If a line in the records below includes the word "already", count it, then give the total and nothing else.

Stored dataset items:
========
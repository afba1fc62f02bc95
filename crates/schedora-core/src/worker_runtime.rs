//! C9: the async worker. A cooperatively-scheduled polling loop with a
//! bounded in-flight count, claiming through either the scheduler's
//! direct scan or the priority queue fast path, and draining outstanding
//! executions on shutdown.

use crate::error::Result;
use crate::executor::JobExecutor;
use crate::heartbeat::{AssignmentTracker, HeartbeatMarker, HeartbeatService};
use crate::job::Job;
use crate::queue::PriorityQueue;
use crate::retry_layer::RetryLayer;
use crate::store::{JobStore, WorkerStore};
use std::sync::atomic::{AtomicI64, Ordering};
use std::sync::Arc;
use std::time::Duration;
use tokio::sync::{watch, Semaphore};

pub struct WorkerConfig {
    pub worker_id: String,
    pub max_concurrent_jobs: usize,
    pub poll_interval: Duration,
    pub claim_batch_size: i64,
    pub shutdown_drain_timeout: Duration,
}

#[derive(Default)]
pub struct WorkerCounters {
    pub processed: AtomicI64,
    pub succeeded: AtomicI64,
    pub failed: AtomicI64,
}

pub struct AsyncWorker<S, W, M, A> {
    config: WorkerConfig,
    store: Arc<S>,
    executor: Arc<JobExecutor<S>>,
    retry_layer: Arc<RetryLayer<S>>,
    queue: Option<Arc<dyn PriorityQueue>>,
    heartbeat: Arc<HeartbeatService<W, M, A>>,
    counters: Arc<WorkerCounters>,
}

pub struct WorkerHandle {
    stop_tx: watch::Sender<bool>,
    join: tokio::task::JoinHandle<()>,
    counters: Arc<WorkerCounters>,
    drain_timeout: Duration,
}

impl WorkerHandle {
    pub fn counters(&self) -> &WorkerCounters {
        &self.counters
    }

    /// Stops accepting new claims, then waits up to the configured drain
    /// timeout for outstanding executions. Anything still running past
    /// the deadline is left to the stale sweep to reclaim, per §5's
    /// cancellation policy.
    pub async fn shutdown(self) {
        let _ = self.stop_tx.send(true);
        if tokio::time::timeout(self.drain_timeout, self.join).await.is_err() {
            tracing::warn!("worker did not drain within shutdown timeout; remaining jobs left for stale reclaim");
        }
    }
}

impl<S, W, M, A> AsyncWorker<S, W, M, A>
where
    S: JobStore + 'static,
    W: WorkerStore + 'static,
    M: HeartbeatMarker + 'static,
    A: AssignmentTracker + 'static,
{
    pub fn new(
        config: WorkerConfig,
        store: Arc<S>,
        executor: Arc<JobExecutor<S>>,
        retry_layer: Arc<RetryLayer<S>>,
        heartbeat: Arc<HeartbeatService<W, M, A>>,
        queue: Option<Arc<dyn PriorityQueue>>,
    ) -> Self {
        Self {
            config,
            store,
            executor,
            retry_layer,
            queue,
            heartbeat,
            counters: Arc::new(WorkerCounters::default()),
        }
    }

    pub fn spawn(self) -> WorkerHandle {
        let (stop_tx, stop_rx) = watch::channel(false);
        let drain_timeout = self.config.shutdown_drain_timeout;
        let counters = self.counters.clone();
        let join = tokio::spawn(self.run(stop_rx));
        WorkerHandle {
            stop_tx,
            join,
            counters,
            drain_timeout,
        }
    }

    async fn run(self, mut stop: watch::Receiver<bool>) {
        let semaphore = Arc::new(Semaphore::new(self.config.max_concurrent_jobs));
        let mut in_flight = tokio::task::JoinSet::new();

        loop {
            if *stop.borrow() {
                break;
            }

            match self.try_claim().await {
                Ok(Some(job)) => {
                    let permit = semaphore.clone().acquire_owned().await.expect("semaphore never closed");
                    self.dispatch(&mut in_flight, permit, job).await;
                }
                Ok(None) => {
                    tokio::select! {
                        _ = tokio::time::sleep(self.config.poll_interval) => {}
                        _ = stop.changed() => {}
                    }
                }
                Err(e) => {
                    tracing::warn!(worker_id = %self.config.worker_id, error = %e, "claim attempt failed");
                    tokio::time::sleep(self.config.poll_interval).await;
                }
            }

            // Drain any finished execution tasks without blocking the poll
            // loop on them.
            while in_flight.try_join_next().is_some() {}
        }

        // Stop accepting new claims; drain whatever is still running. The
        // caller's `WorkerHandle::shutdown` bounds the total wait.
        while in_flight.join_next().await.is_some() {}
    }

    /// Tries the queue fast path first (if configured), falling back to
    /// the scheduler's direct scan. A job popped from the queue whose
    /// optimistic claim loses the race (or whose durable status had
    /// already moved on) is simply discarded — per §4.5/§8, the queue is
    /// not retried for that entry.
    async fn try_claim(&self) -> Result<Option<Job>> {
        if let Some(queue) = &self.queue {
            match queue.dequeue().await {
                Ok(Some(job_id)) => {
                    return match self.store.claim_optimistic(job_id, &self.config.worker_id).await {
                        Ok(Some(job)) => Ok(Some(job)),
                        Ok(None) => Ok(None), // lost the race or no longer claimable; queue entry is already gone
                        Err(e) => Err(e),
                    };
                }
                Ok(None) => {}
                Err(e) => {
                    tracing::warn!(error = %e, "priority queue unavailable, falling back to direct scan");
                }
            }
        }

        let mut batch = self
            .store
            .claim_batch(&self.config.worker_id, self.config.claim_batch_size)
            .await?;
        Ok(if batch.is_empty() { None } else { Some(batch.remove(0)) })
    }

    async fn dispatch(
        &self,
        in_flight: &mut tokio::task::JoinSet<()>,
        permit: tokio::sync::OwnedSemaphorePermit,
        job: Job,
    ) {
        let job_id = job.job_id;
        let worker_id = self.config.worker_id.clone();
        let executor = self.executor.clone();
        let retry_layer = self.retry_layer.clone();
        let heartbeat = self.heartbeat.clone();
        let counters = self.counters.clone();

        if let Err(e) = heartbeat.assignments().assign(&worker_id, job_id).await {
            tracing::warn!(%job_id, error = %e, "failed to record job assignment");
        }
        if let Err(e) = heartbeat.worker_store().adjust_job_count(&worker_id, 1).await {
            tracing::warn!(%job_id, error = %e, "failed to bump worker job count");
        }

        in_flight.spawn(async move {
            let _permit = permit;
            counters.processed.fetch_add(1, Ordering::Relaxed);

            let outcome = executor.execute(job).await;
            let succeeded = match outcome {
                Ok(finished) if finished.status == crate::job::JobStatus::Success => {
                    counters.succeeded.fetch_add(1, Ordering::Relaxed);
                    Some(true)
                }
                Ok(finished) if finished.status == crate::job::JobStatus::Failed => {
                    if let Err(e) = retry_layer.handle_failure(&finished).await {
                        tracing::warn!(%job_id, error = %e, "retry layer failed to process failure");
                    }
                    counters.failed.fetch_add(1, Ordering::Relaxed);
                    Some(false)
                }
                Ok(_) => None,
                Err(e) => {
                    tracing::warn!(%job_id, error = %e, "executor failed to run job");
                    counters.failed.fetch_add(1, Ordering::Relaxed);
                    Some(false)
                }
            };

            if let Some(succeeded) = succeeded {
                if let Err(e) = heartbeat.worker_store().record_completion(&worker_id, succeeded).await {
                    tracing::warn!(%job_id, error = %e, "failed to record job completion");
                }
            }
            if let Err(e) = heartbeat.worker_store().adjust_job_count(&worker_id, -1).await {
                tracing::warn!(%job_id, error = %e, "failed to decrement worker job count");
            }
            if let Err(e) = heartbeat.assignments().unassign(&worker_id, job_id).await {
                tracing::warn!(%job_id, error = %e, "failed to clear job assignment");
            }
        });
    }
}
========
▶ Output of the task:
2